Look through the records and copy every line in which "ClusteringOptions" appears.

┄┄┄┄┄┄

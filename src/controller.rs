//! Per-surface entry point: the readiness gate in front of a
//! [`MarkerManager`].
//!
//! Operations submitted before the map surface is attached and its style
//! loaded are queued in arrival order. Once both signals are in, the
//! surface is initialized with bounded retries, the queue is drained, and
//! the gate opens. The queue is capped; beyond the cap submissions fail
//! with [`MarkerError::QueueFull`].

use std::collections::VecDeque;
use std::sync::{Arc, Mutex, MutexGuard, PoisonError};

use tokio::sync::watch;

use crate::core::config::MarkerOptions;
use crate::icons::{AssetSource, AvatarComposer, IconResolver, ImageFetcher};
use crate::markers::{
    ClusteringOptions, MarkerManager, MarkerOperation, MarkerSpec, MarkerState, MarkerUpdate,
};
use crate::surface::{MapSurface, ReadinessState, RetryPolicy, SurfaceWorker};
use crate::{runtime, MarkerError, Result};

struct Gate {
    state: ReadinessState,
    state_tx: watch::Sender<ReadinessState>,
    /// Attached but not yet handed to a worker
    surface: Option<Box<dyn MapSurface>>,
    style_ready: bool,
    pending: VecDeque<MarkerOperation>,
    manager: Option<MarkerManager>,
    /// Bumped on detach so in-flight initialization stands down
    generation: u64,
}

impl Gate {
    fn transition(&mut self, state: ReadinessState) {
        if self.state != state {
            log::info!("marker surface {} -> {}", self.state, state);
        }
        self.state = state;
        self.state_tx.send_replace(state);
    }
}

struct ControllerInner {
    options: MarkerOptions,
    icons: Arc<IconResolver>,
    avatars: Arc<AvatarComposer>,
    gate: Mutex<Gate>,
}

/// Marker controller for one map surface instance. Cheap to clone.
#[derive(Clone)]
pub struct MarkerController {
    inner: Arc<ControllerInner>,
}

impl MarkerController {
    /// Controller fetching network images over HTTP with no bundled assets
    pub fn new(options: MarkerOptions) -> Self {
        let icons = Arc::new(IconResolver::with_capacity(options.cache.icon_capacity));
        Self::with_resolver(options, icons)
    }

    pub fn with_sources(
        options: MarkerOptions,
        fetcher: Arc<dyn ImageFetcher>,
        assets: Arc<dyn AssetSource>,
    ) -> Self {
        let icons = Arc::new(IconResolver::new(
            options.cache.icon_capacity,
            fetcher,
            assets,
        ));
        Self::with_resolver(options, icons)
    }

    fn with_resolver(options: MarkerOptions, icons: Arc<IconResolver>) -> Self {
        let avatars = Arc::new(AvatarComposer::new(
            options.cache.avatar_capacity,
            icons.clone(),
        ));
        let (state_tx, _) = watch::channel(ReadinessState::NotReady);
        Self {
            inner: Arc::new(ControllerInner {
                options,
                icons,
                avatars,
                gate: Mutex::new(Gate {
                    state: ReadinessState::NotReady,
                    state_tx,
                    surface: None,
                    style_ready: false,
                    pending: VecDeque::new(),
                    manager: None,
                    generation: 0,
                }),
            }),
        }
    }

    /// Options handed to every manager this controller creates
    pub fn options(&self) -> &MarkerOptions {
        &self.inner.options
    }

    /// Icon resolver shared across surfaces; survives detach
    pub fn icons(&self) -> &Arc<IconResolver> {
        &self.inner.icons
    }

    /// Avatar composer shared across surfaces; survives detach
    pub fn avatars(&self) -> &Arc<AvatarComposer> {
        &self.inner.avatars
    }

    /// The map surface exists. Must be called within a tokio runtime.
    /// Replaces any surface attached earlier.
    pub fn attach_surface(&self, surface: Box<dyn MapSurface>) {
        let previous = {
            let mut gate = self.inner.gate();
            let previous = gate.manager.take();
            if previous.is_some() || gate.state == ReadinessState::Initializing {
                gate.generation += 1;
                gate.transition(ReadinessState::NotReady);
            }
            gate.surface = Some(surface);
            previous
        };
        if let Some(manager) = previous {
            manager.shutdown();
        }
        self.inner.maybe_initialize();
    }

    /// The surface's style finished loading. Also retries initialization
    /// after the gate became unavailable.
    pub fn style_loaded(&self) {
        self.inner.gate().style_ready = true;
        self.inner.maybe_initialize();
    }

    /// The surface is gone. Markers are dropped, queued operations are kept
    /// for the next surface.
    pub fn detach_surface(&self) {
        let manager = {
            let mut gate = self.inner.gate();
            gate.generation += 1;
            gate.style_ready = false;
            gate.surface = None;
            gate.transition(ReadinessState::NotReady);
            gate.manager.take()
        };
        if let Some(manager) = manager {
            manager.shutdown();
        }
    }

    /// Current gate state
    pub fn readiness(&self) -> ReadinessState {
        self.inner.gate().state
    }

    /// Wait until the gate is ready or has given up
    pub async fn wait_for_readiness(&self) -> ReadinessState {
        let mut state = self.inner.gate().state_tx.subscribe();
        let settled = state
            .wait_for(|s| matches!(s, ReadinessState::Ready | ReadinessState::Unavailable))
            .await
            .map(|s| *s);
        settled.unwrap_or_else(|_| self.readiness())
    }

    /// Operations queued until the surface is ready
    pub fn pending_operations(&self) -> usize {
        self.inner.gate().pending.len()
    }

    /// The active manager, once the gate is ready
    pub fn manager(&self) -> Option<MarkerManager> {
        self.inner.gate().manager.clone()
    }

    /// Current markers, sorted by id; empty until ready
    pub fn snapshot(&self) -> Vec<MarkerState> {
        self.manager().map(|m| m.markers()).unwrap_or_default()
    }

    /// Wait for in-flight work on the active manager to reach the surface
    pub async fn settle(&self) -> Result<()> {
        match self.manager() {
            Some(manager) => manager.settle().await,
            None => Ok(()),
        }
    }

    /// Apply an operation now, or queue it until the surface is ready
    pub async fn submit(&self, operation: MarkerOperation) -> Result<()> {
        let manager = {
            let mut gate = self.inner.gate();
            match (&gate.state, &gate.manager) {
                (ReadinessState::Ready, Some(manager)) => manager.clone(),
                _ => {
                    let cap = self.inner.options.readiness.max_pending_operations;
                    if gate.pending.len() >= cap {
                        log::warn!(
                            "dropping {}: {} operations already queued while {}",
                            operation.name(),
                            cap,
                            gate.state
                        );
                        return Err(MarkerError::QueueFull(cap));
                    }
                    log::debug!("queueing {} while surface is {}", operation.name(), gate.state);
                    gate.pending.push_back(operation);
                    return Ok(());
                }
            }
        };
        manager.execute(operation).await
    }

    /// [`submit`](Self::submit) reduced to the host acknowledgement
    pub async fn acknowledge(&self, operation: MarkerOperation) -> bool {
        let name = operation.name();
        match self.submit(operation).await {
            Ok(()) => true,
            Err(e) => {
                log::warn!("{} failed: {}", name, e);
                false
            }
        }
    }

    pub async fn add_markers(
        &self,
        markers: Vec<MarkerSpec>,
        clustering: Option<ClusteringOptions>,
    ) -> bool {
        self.acknowledge(MarkerOperation::Add {
            markers,
            clustering,
        })
        .await
    }

    pub async fn update_markers(&self, updates: Vec<MarkerUpdate>) -> bool {
        self.acknowledge(MarkerOperation::Update(updates)).await
    }

    pub async fn remove_markers(&self, ids: Vec<String>) -> bool {
        self.acknowledge(MarkerOperation::Remove(ids)).await
    }

    pub async fn clear_all_markers(&self) -> bool {
        self.acknowledge(MarkerOperation::ClearAll).await
    }

    pub async fn set_clustering_options(&self, options: ClusteringOptions) -> bool {
        self.acknowledge(MarkerOperation::SetClustering(options)).await
    }
}

impl ControllerInner {
    fn gate(&self) -> MutexGuard<'_, Gate> {
        self.gate.lock().unwrap_or_else(PoisonError::into_inner)
    }

    fn maybe_initialize(self: &Arc<Self>) {
        let (surface, generation) = {
            let mut gate = self.gate();
            let idle = matches!(
                gate.state,
                ReadinessState::NotReady | ReadinessState::Unavailable
            );
            if !gate.style_ready || !idle {
                return;
            }
            let Some(surface) = gate.surface.take() else {
                return;
            };
            gate.transition(ReadinessState::Initializing);
            (surface, gate.generation)
        };

        let inner = self.clone();
        runtime::spawn(async move { inner.initialize(surface, generation).await });
    }

    async fn initialize(self: Arc<Self>, surface: Box<dyn MapSurface>, generation: u64) {
        let (handle, worker) = SurfaceWorker::spawn(surface);
        let policy = RetryPolicy::from(&self.options.readiness);

        let attempt = policy
            .run(|number| {
                let handle = handle.clone();
                async move {
                    log::debug!("initializing map surface, attempt {}", number);
                    handle.initialize().await
                }
            })
            .await;

        if let Err(e) = attempt {
            log::error!(
                "map surface unavailable after {} attempts: {}",
                policy.max_attempts,
                e
            );
            handle.shutdown();
            let surface = worker.await.ok();
            let mut gate = self.gate();
            if gate.generation == generation {
                gate.transition(ReadinessState::Unavailable);
                // Keep the surface so a later style signal can retry
                if gate.surface.is_none() {
                    gate.surface = surface;
                }
            }
            return;
        }

        let manager = MarkerManager::new(
            self.options.clone(),
            handle,
            self.icons.clone(),
            self.avatars.clone(),
        );

        loop {
            let next = {
                let mut gate = self.gate();
                if gate.generation != generation {
                    drop(gate);
                    manager.shutdown();
                    return;
                }
                match gate.pending.pop_front() {
                    Some(operation) => operation,
                    None => {
                        gate.manager = Some(manager);
                        gate.transition(ReadinessState::Ready);
                        return;
                    }
                }
            };
            let name = next.name();
            if let Err(e) = manager.execute(next).await {
                log::warn!("queued {} failed: {}", name, e);
            }
        }
    }
}
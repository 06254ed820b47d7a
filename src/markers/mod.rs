pub mod manager;
pub mod operation;
pub mod spec;
pub mod store;
pub mod throttle;

// Re-exports for convenience
pub use manager::MarkerManager;
pub use operation::MarkerOperation;
pub use spec::{parse_markers, parse_updates, ClusteringOptions, MarkerSpec, MarkerUpdate};
pub use store::{MarkerState, MarkerStore};
pub use throttle::{ThrottleDecision, ThrottleState, UpdateThrottler};
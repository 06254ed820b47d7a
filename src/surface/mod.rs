pub mod adapter;
pub mod memory;
pub mod readiness;
pub mod worker;

pub use adapter::{Annotation, AnnotationHandle, MapSurface};
pub use memory::{MemoryProbe, MemorySurface, RenderedAnnotation, SurfaceEvent};
pub use readiness::{ReadinessState, RetryPolicy};
pub use worker::{SurfaceHandle, SurfaceWorker};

┄┄┄┄┄┄

**Result of the exercise:**
    ClusteringOptions, MarkerManager, MarkerOperation, MarkerSpec, MarkerState, MarkerUpdate,
        clustering: Option<ClusteringOptions>,
    pub async fn set_clustering_options(&self, options: ClusteringOptions) -> bool {
pub use spec::{parse_markers, parse_updates, ClusteringOptions, MarkerSpec, MarkerUpdate};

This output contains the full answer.